I've had a pretty good day today - I've got quite a lot done. It's always a satisfying feeling when I manage to empty the Today section in Things.
Killing two birds with one stone, I added all the letters from local MPs that have been cluttering up my desk for the last few weeks to the SAEN and SEEFoE websites. I also went down to the airport and took some photos, one of which I then used in the design for a leaflet SAEN will be distributing when the second phase of the JAAP consultation finally gets started. Given current economic situation and the large number of redundancies at the airport following the collapse of Flightline, though, there has to be some doubt about whether Eddie Stobart will want to go ahead with the airport expansion plans - particularly as the airport would then cost them an extra £5 million.
I was particularly pleased with the WordPress plugin I wrote this evening for the Marine Reserves website. EDM 337 is supportive of the campaign's aims and I wanted to show on the website how many MPs have signed it. In the typical way that the Government does everything IT-related badly, there's no nice RSS feed of this information, so I have to scrape it from the EDM page directly. In order to make it more efficient, I cache the resulting value and only fetch it again if it's been more than 12 hours since I last got it. The information is then stored in the Wordpress database. Not bad for the first plugin I've ever written, I reckon! You can download it if you want, not that it's likely to be much use to you. :-)
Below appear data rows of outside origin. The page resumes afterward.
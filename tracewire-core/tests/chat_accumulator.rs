use serde_json::{json, Value};
use tracewire_core::accumulate::{ChatCompletionAccumulator, FunctionRecord, ToolCallRecord};
use tracewire_core::{CallKind, DeltaAccumulator};

fn delta(delta: Value) -> Value {
    json!({"choices": [{"index": 0, "delta": delta, "finish_reason": null}]})
}

#[test]
fn text_fragments_rebuild_the_message() {
    let mut accumulator = ChatCompletionAccumulator::new();
    accumulator.push(&delta(json!({"role": "assistant"})));
    accumulator.push(&delta(json!({"content": "Hel"})));
    accumulator.push(&delta(json!({"content": "lo"})));
    accumulator.push(&json!({
        "choices": [{"index": 0, "delta": {"finish_reason": "stop"}}],
        "usage": {"total_tokens": 5},
    }));

    let completion = accumulator.completion();
    assert_eq!(completion.role.as_deref(), Some("assistant"));
    assert_eq!(completion.content.as_deref(), Some("Hello"));
    assert_eq!(completion.tool_call, None);
    assert_eq!(completion.finish_reason.as_deref(), Some("stop"));

    let finished = accumulator.finish();
    assert_eq!(finished.metrics.to_value(), json!({"tokens": 5}));
    assert_eq!(
        finished.output,
        json!([{
            "index": 0,
            "message": {"role": "assistant", "content": "Hello", "tool_calls": null},
            "logprobs": null,
            "finish_reason": "stop",
        }])
    );
}

#[test]
fn role_is_set_once_and_finish_reason_last_wins() {
    let mut accumulator = ChatCompletionAccumulator::new();
    accumulator.push(&delta(json!({"role": "assistant", "content": "a"})));
    accumulator.push(&delta(json!({"role": "user", "content": "b"})));
    accumulator.push(&delta(json!({"finish_reason": "length"})));
    accumulator.push(&delta(json!({"finish_reason": "stop"})));
    accumulator.push(&delta(json!({"finish_reason": null})));

    let completion = accumulator.into_completion();
    assert_eq!(completion.role.as_deref(), Some("assistant"));
    assert_eq!(completion.content.as_deref(), Some("ab"));
    assert_eq!(completion.finish_reason.as_deref(), Some("stop"));
}

#[test]
fn empty_delta_with_choice_finish_reason_changes_nothing() {
    let mut accumulator = ChatCompletionAccumulator::new();
    accumulator.push(&json!({"choices": [{"delta": {}, "finish_reason": "stop"}]}));
    assert_eq!(accumulator.completion().finish_reason, None);

    accumulator.push(&delta(json!({"role": "assistant", "content": "hi"})));
    accumulator.push(&json!({"choices": [{"delta": {}, "finish_reason": "length"}]}));

    let completion = accumulator.into_completion();
    assert_eq!(completion.role.as_deref(), Some("assistant"));
    assert_eq!(completion.content.as_deref(), Some("hi"));
    assert_eq!(completion.finish_reason, None);
}

#[test]
fn tool_call_arguments_accumulate_on_first_record() {
    let mut accumulator = ChatCompletionAccumulator::new();
    accumulator.push(&delta(json!({
        "role": "assistant",
        "tool_calls": [{
            "index": 0,
            "id": "call_1",
            "type": "function",
            "function": {"name": "lookup", "arguments": ""},
        }],
    })));
    accumulator.push(&delta(json!({
        "tool_calls": [{"index": 0, "function": {"arguments": "{\"city\":"}}],
    })));
    accumulator.push(&delta(json!({
        "tool_calls": [{"index": 0, "function": {"arguments": "\"Oslo\"}"}}],
    })));

    let completion = accumulator.into_completion();
    assert_eq!(completion.content, None);
    assert_eq!(
        completion.tool_call,
        Some(ToolCallRecord {
            id: Some("call_1".to_string()),
            kind: Some("function".to_string()),
            function: FunctionRecord {
                name: Some("lookup".to_string()),
                arguments: "{\"city\":\"Oslo\"}".to_string(),
            },
        })
    );
}

#[test]
fn usage_overwrites_instead_of_merging() {
    let mut accumulator = ChatCompletionAccumulator::new();
    accumulator.push(&json!({"choices": [], "usage": {"prompt_tokens": 4, "total_tokens": 4}}));
    accumulator.push(&json!({"choices": [], "usage": null}));
    accumulator.push(&delta(json!({"content": "x"})));
    assert_eq!(accumulator.completion().metrics.get_u64("prompt_tokens"), Some(4));

    accumulator.push(&json!({"choices": [], "usage": {"completion_tokens": 1}}));
    assert_eq!(
        accumulator.completion().metrics.to_value(),
        json!({"completion_tokens": 1})
    );
}

#[test]
fn malformed_fragments_are_skipped() {
    let mut accumulator = ChatCompletionAccumulator::new();
    for fragment in [
        json!({}),
        json!({"choices": []}),
        json!({"choices": "nope"}),
        json!({"choices": [{}]}),
        json!({"choices": [{"delta": null}]}),
        json!({"choices": [{"delta": {}}]}),
        json!({"choices": [{"delta": {"content": 7, "tool_calls": []}}]}),
        json!(null),
    ] {
        accumulator.push(&fragment);
    }
    let completion = accumulator.into_completion();
    assert_eq!(completion.role, None);
    assert_eq!(completion.content, None);
    assert_eq!(completion.tool_call, None);
    assert!(completion.metrics.is_empty());
}

#[test]
fn delta_accumulator_picks_chat_mode_for_completions() {
    let mut accumulator = DeltaAccumulator::for_kind(CallKind::ChatCompletion);
    assert!(matches!(accumulator, DeltaAccumulator::Chat(_)));
    accumulator.push(&delta(json!({"content": "hi"})));
    let finished = accumulator.finish();
    assert_eq!(finished.output[0]["message"]["content"], json!("hi"));
}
Following the realisation that I only made two blog entries during the whole of 2008, I resolved to do better this year and when I read that a band of SUCS-related ne'er-do-wells are having a "Blog-a-Week" competition, I thought I might as well give it a go. Willwel is keeping track of everyone's posts on this calendar. So that's another thing achieved - my second Blog-a-Week!
Saturday was a busy, but successful day. It started with a trip to Billericay High Street with the South East Essex Friends of the Earth to get people to sign Big Ask postcards. As an incentive, we were supplying two free energy saving light bulbs courtesy of the Energy Saving Trust to all comers. We gave away 428 light bulbs and completed over 200 postcards, so it was a good morning's work.
After lunch, I headed to my great aunt's house to organise a barbecue to celebrate the completion of her new conservatory. The rest of my family (except my older sister, who is in Scotland with her boyfriend) turned up later on, along with my aunt and uncle and my great aunt's next door neighbours, who had been instrumental in warning about the shoddy workmanship of the original builder of the conservatory. It really had been bad - the walls weren't at right angles, the breeze blocks weren't parallel with the bricks and the whole thing was sagging. It all came down and was rebuilt by the builder who did our extension. Anyway, it's fine now and the barbecue was a great success.
Once we had cleared everything away and got the dining furniture back into the kitchen, I headed for home and then played in the final of the Tron World Cup, an Armagetron Advanced Fortress tournament that I hosted and helped organise. We (the UK) were playing against Germany, and it was a very close match indeed. We ended up winning 3-2, despite having 6 players to their 7.
This morning, when I took Morphy for his walk in Churchill Gardens, I took the camera with me. Well in fact, I took him for his walk, remembered I'd intended to bring the camera, went and got it and came back again. I think Morphy thought it was Christmas or something, what with getting two consecutive walks. He was certainly very waggy when we went out again.
Anyway, the reason for taking the camera was to get the photo you see on the right (click on it to see a larger version).
I really like this path, because suddenly you feel as though you're not actually in central Southend at all. The path runs through what I think is a disused clay pit, from the days when they still made bricks at Milton Hall. This means that with it being a fairly long way below the level of Victoria Avenue and surrounded by trees, you can hardly hear any noise other than the birds singing.